MSF Takes Cervical Cancer Treatment To Rural Gutu

Women with early stage lesions of the cervix that can lead to cervical cancer who were unable to access treatment due to resource constraints, are set to benefit from receiving treatment , following the launch of preventive Loop Electrosurgical Excision Procedure (LEEP) services at Gutu rural hospital.

HealthTimes Correspondent

Speaking during the launch ceremony, MSF Gynaecologist, Dr Severine Caluwaerts said cancer was preventable and early screening could go a long way in stopping its spread in the body.

“As MSF, we believe that no woman should die of cervical cancer because it can be prevented. If women are screened early, they can be protected from developing cervical cancer.

“If women are screened early, they can be protected from developing cervical cancer,” said Caluwaerts.

Apart from just donating the LEEP machine to the Ministry of Health and Child Care (MoHCC) MSF has also trained a doctor at Gutu Rural Hospital to perform LEEP procedures.

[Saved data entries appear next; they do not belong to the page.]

use serde::{Deserialize, Serialize};
use std::fmt;

use crate::constants::{CHAIN_ID_GOERLI, CHAIN_ID_MAINNET, CHAIN_ID_SEPOLIA};

const TX_PATH_MARKER: &str = "/tx/";
const TX_HASH_HEX_LENGTH: usize = 64;

/// Etherscan deployments links can point at.
#[derive(Debug, Clone, Copy, PartialEq, Eq, Hash, Default, Serialize, Deserialize)]
#[serde(rename_all = "lowercase")]
pub enum ExplorerNetwork {
    Mainnet,
    #[default]
    Sepolia,
    Goerli,
}

impl ExplorerNetwork {
    pub const ALL: [ExplorerNetwork; 3] = [
        ExplorerNetwork::Mainnet,
        ExplorerNetwork::Sepolia,
        ExplorerNetwork::Goerli,
    ];

    pub fn base_url(&self) -> &'static str {
        match self {
            ExplorerNetwork::Mainnet => "https://etherscan.io",
            ExplorerNetwork::Sepolia => "https://sepolia.etherscan.io",
            ExplorerNetwork::Goerli => "https://goerli.etherscan.io",
        }
    }

    pub fn name(&self) -> &'static str {
        match self {
            ExplorerNetwork::Mainnet => "mainnet",
            ExplorerNetwork::Sepolia => "sepolia",
            ExplorerNetwork::Goerli => "goerli",
        }
    }

    pub fn chain_id(&self) -> u64 {
        match self {
            ExplorerNetwork::Mainnet => CHAIN_ID_MAINNET,
            ExplorerNetwork::Sepolia => CHAIN_ID_SEPOLIA,
            ExplorerNetwork::Goerli => CHAIN_ID_GOERLI,
        }
    }

    pub fn from_chain_id(chain_id: u64) -> Option<Self> {
        Self::ALL.into_iter().find(|network| network.chain_id() == chain_id)
    }

    pub fn from_name(name: &str) -> Option<Self> {
        match name.trim().to_ascii_lowercase().as_str() {
            "mainnet" => Some(ExplorerNetwork::Mainnet),
            "sepolia" => Some(ExplorerNetwork::Sepolia),
            "goerli" => Some(ExplorerNetwork::Goerli),
            _ => None,
        }
    }

    pub fn transaction_url(&self, hash: &str) -> String {
        format!("{}/tx/{}", self.base_url(), hash)
    }

    pub fn address_url(&self, address: &str) -> String {
        format!("{}/address/{}", self.base_url(), address)
    }

    pub fn block_url(&self, block: impl fmt::Display) -> String {
        format!("{}/block/{}", self.base_url(), block)
    }
}

impl fmt::Display for ExplorerNetwork {
    fn fmt(&self, f: &mut fmt::Formatter<'_>) -> fmt::Result {
        f.write_str(self.name())
    }
}

/// Pulls the first `/tx/0x<64 hex>` transaction hash out of a link.
pub fn extract_hash_from_url(link: &str) -> Option<String> {
    link.match_indices(TX_PATH_MARKER).find_map(|(index, _)| {
        let candidate = &link[index + TX_PATH_MARKER.len()..];
        let hex = candidate.strip_prefix("0x")?;
        let digits = hex.get(..TX_HASH_HEX_LENGTH)?;
        if digits.chars().all(|c| c.is_ascii_hexdigit()) {
            Some(format!("0x{}", digits))
        } else {
            None
        }
    })
}

/// True when the link parses and its host is one of the known explorers.
pub fn is_explorer_url(link: &str) -> bool {
    let Ok(parsed) = url::Url::parse(link) else {
        return false;
    };
    let Some(host) = parsed.host_str() else {
        return false;
    };
    ExplorerNetwork::ALL.iter().any(|network| {
        url::Url::parse(network.base_url())
            .ok()
            .and_then(|base| base.host_str().map(|h| h == host))
            .unwrap_or(false)
    })
}

#[cfg(test)]
mod tests {
    use super::*;

    const TX_HASH: &str = "0x0c88ac23d080c2037f0ede407b122f8ee4f1fd3f54f634b46b7f37c0041a3540";
    const ADDRESS: &str = "0x742d35Cc6634C0532925a3b8D6ad54EfC04cb2c2";

    #[test]
    fn builds_links_per_network() {
        let sepolia = ExplorerNetwork::default();
        assert_eq!(
            sepolia.transaction_url(TX_HASH),
            format!("https://sepolia.etherscan.io/tx/{}", TX_HASH)
        );
        assert_eq!(
            ExplorerNetwork::Mainnet.address_url(ADDRESS),
            format!("https://etherscan.io/address/{}", ADDRESS)
        );
        assert_eq!(
            ExplorerNetwork::Goerli.block_url(98765),
            "https://goerli.etherscan.io/block/98765"
        );
        assert_eq!(
            ExplorerNetwork::Mainnet.block_url("12345678"),
            "https://etherscan.io/block/12345678"
        );
    }

    #[test]
    fn maps_chain_ids_both_ways() {
        assert_eq!(ExplorerNetwork::from_chain_id(11155111), Some(ExplorerNetwork::Sepolia));
        assert_eq!(ExplorerNetwork::from_chain_id(5), Some(ExplorerNetwork::Goerli));
        assert_eq!(ExplorerNetwork::from_chain_id(1), Some(ExplorerNetwork::Mainnet));
        assert_eq!(ExplorerNetwork::from_chain_id(31337), None);
    }

    #[test]
    fn extracts_hash_from_transaction_links() {
        let link = format!("https://sepolia.etherscan.io/tx/{}", TX_HASH);
        assert_eq!(extract_hash_from_url(&link).as_deref(), Some(TX_HASH));

        let with_query = format!("https://etherscan.io/tx/{}?tab=logs", TX_HASH);
        assert_eq!(extract_hash_from_url(&with_query).as_deref(), Some(TX_HASH));
    }

    #[test]
    fn rejects_links_without_full_hash() {
        assert_eq!(extract_hash_from_url("https://etherscan.io/tx/0x1234"), None);
        assert_eq!(
            extract_hash_from_url(&format!("https://etherscan.io/address/{}", ADDRESS)),
            None
        );
        assert_eq!(extract_hash_from_url("not a url"), None);
    }

    #[test]
    fn recognizes_explorer_hosts() {
        assert!(is_explorer_url("https://etherscan.io/tx/0x1"));
        assert!(is_explorer_url("https://sepolia.etherscan.io/address/0x1"));
        assert!(is_explorer_url("https://goerli.etherscan.io"));
        assert!(!is_explorer_url("https://google.com"));
        assert!(!is_explorer_url("not-a-url"));
        assert!(!is_explorer_url(""));
    }

    #[test]
    fn parses_network_names() {
        assert_eq!(ExplorerNetwork::from_name("Sepolia"), Some(ExplorerNetwork::Sepolia));
        assert_eq!(ExplorerNetwork::from_name("ropsten"), None);
    }
}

Before the introduction of LEEP activities, women who had pre-cancerous lesions that covered more than 75 percent of the cervix or extended inside the mouth of the cervix and could not be treated with cryotherapy, were being referred to Newlands Clinic in Harare for treatment with LEEP. MSF was paying and meeting all expenses for patients to be treated with LEEP in Harare.

Since 2015, MSF has been supporting MoHCC to provide early detection through cervical cancer screening services at six clinics and hospitals in Gutu including Gutu rural and Gutu mission hospitals. Gutu is the only rural district in the country that has more than one centre offering cervical cancer screening services.

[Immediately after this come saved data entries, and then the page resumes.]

use std::fmt::Display;
use std::future::Future;
use std::time::Duration;

use tokio::time::sleep;
use tracing::{debug, warn};

/// Decides whether a failed attempt runs again, and after how long.
///
/// `failure_count` is 0-based: it is the number of failures that happened
/// before the one being judged.
pub trait RetryPolicy<E>: Send + Sync {
    fn should_retry(&self, failure_count: u32, error: &E) -> bool;

    fn retry_delay(&self, failure_count: u32) -> Duration;
}

/// Capped exponential schedule: `min(base * 2^n, max)`.
#[derive(Debug, Clone, Copy, PartialEq, Eq)]
pub struct Backoff {
    pub base: Duration,
    pub max: Duration,
}

impl Backoff {
    pub fn new(base: Duration, max: Duration) -> Self {
        Self { base, max }
    }

    pub fn from_millis(base_ms: u64, max_ms: u64) -> Self {
        Self::new(Duration::from_millis(base_ms), Duration::from_millis(max_ms))
    }

    /// Schedule with no waiting at all.
    pub fn immediate() -> Self {
        Self::new(Duration::ZERO, Duration::ZERO)
    }

    pub fn delay(&self, failure_count: u32) -> Duration {
        exponential_delay(self.base, self.max, failure_count)
    }
}

pub fn exponential_delay(base: Duration, max: Duration, failure_count: u32) -> Duration {
    let factor = 2u32.checked_pow(failure_count).unwrap_or(u32::MAX);
    base.checked_mul(factor).unwrap_or(max).min(max)
}

/// Outcome of a retried operation plus the failures it took to get there.
#[derive(Debug)]
pub struct Retried<T, E> {
    pub result: Result<T, E>,
    pub failure_count: u32,
}

/// Runs `op` until it succeeds or `policy` declines another attempt.
pub async fn run_with_retry<T, E, P, F, Fut>(policy: &P, label: &str, mut op: F) -> Retried<T, E>
where
    P: RetryPolicy<E> + ?Sized,
    F: FnMut() -> Fut,
    Fut: Future<Output = Result<T, E>>,
    E: Display,
{
    let mut failure_count = 0u32;
    loop {
        match op().await {
            Ok(value) => {
                if failure_count > 0 {
                    debug!("{} succeeded after {} failure(s)", label, failure_count);
                }
                return Retried {
                    result: Ok(value),
                    failure_count,
                };
            }
            Err(error) => {
                if !policy.should_retry(failure_count, &error) {
                    warn!(
                        "{} failed after {} attempt(s), not retrying: {}",
                        label,
                        failure_count + 1,
                        error
                    );
                    return Retried {
                        result: Err(error),
                        failure_count: failure_count + 1,
                    };
                }
                let delay = policy.retry_delay(failure_count);
                debug!(
                    "{} attempt {} failed, retrying in {:?}: {}",
                    label,
                    failure_count + 1,
                    delay,
                    error
                );
                failure_count += 1;
                sleep(delay).await;
            }
        }
    }
}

Speaking at the same occasion, MSF Doctor, Abraham Mapfumo said“Treating patients who needed LEEP in Harare was not cost effective or sustainable. Some patients were not able to travel to Harare to receive treatment and it was difficult to follow them up.”

However, according to MSF, the challenge that remains is for women who present late and are found to have lesions that are suspicious of cancer, MSF in collaboration with MoHCC is providing support for the diagnosis and referral of cancer to Harare or Bulawayo central hospitals.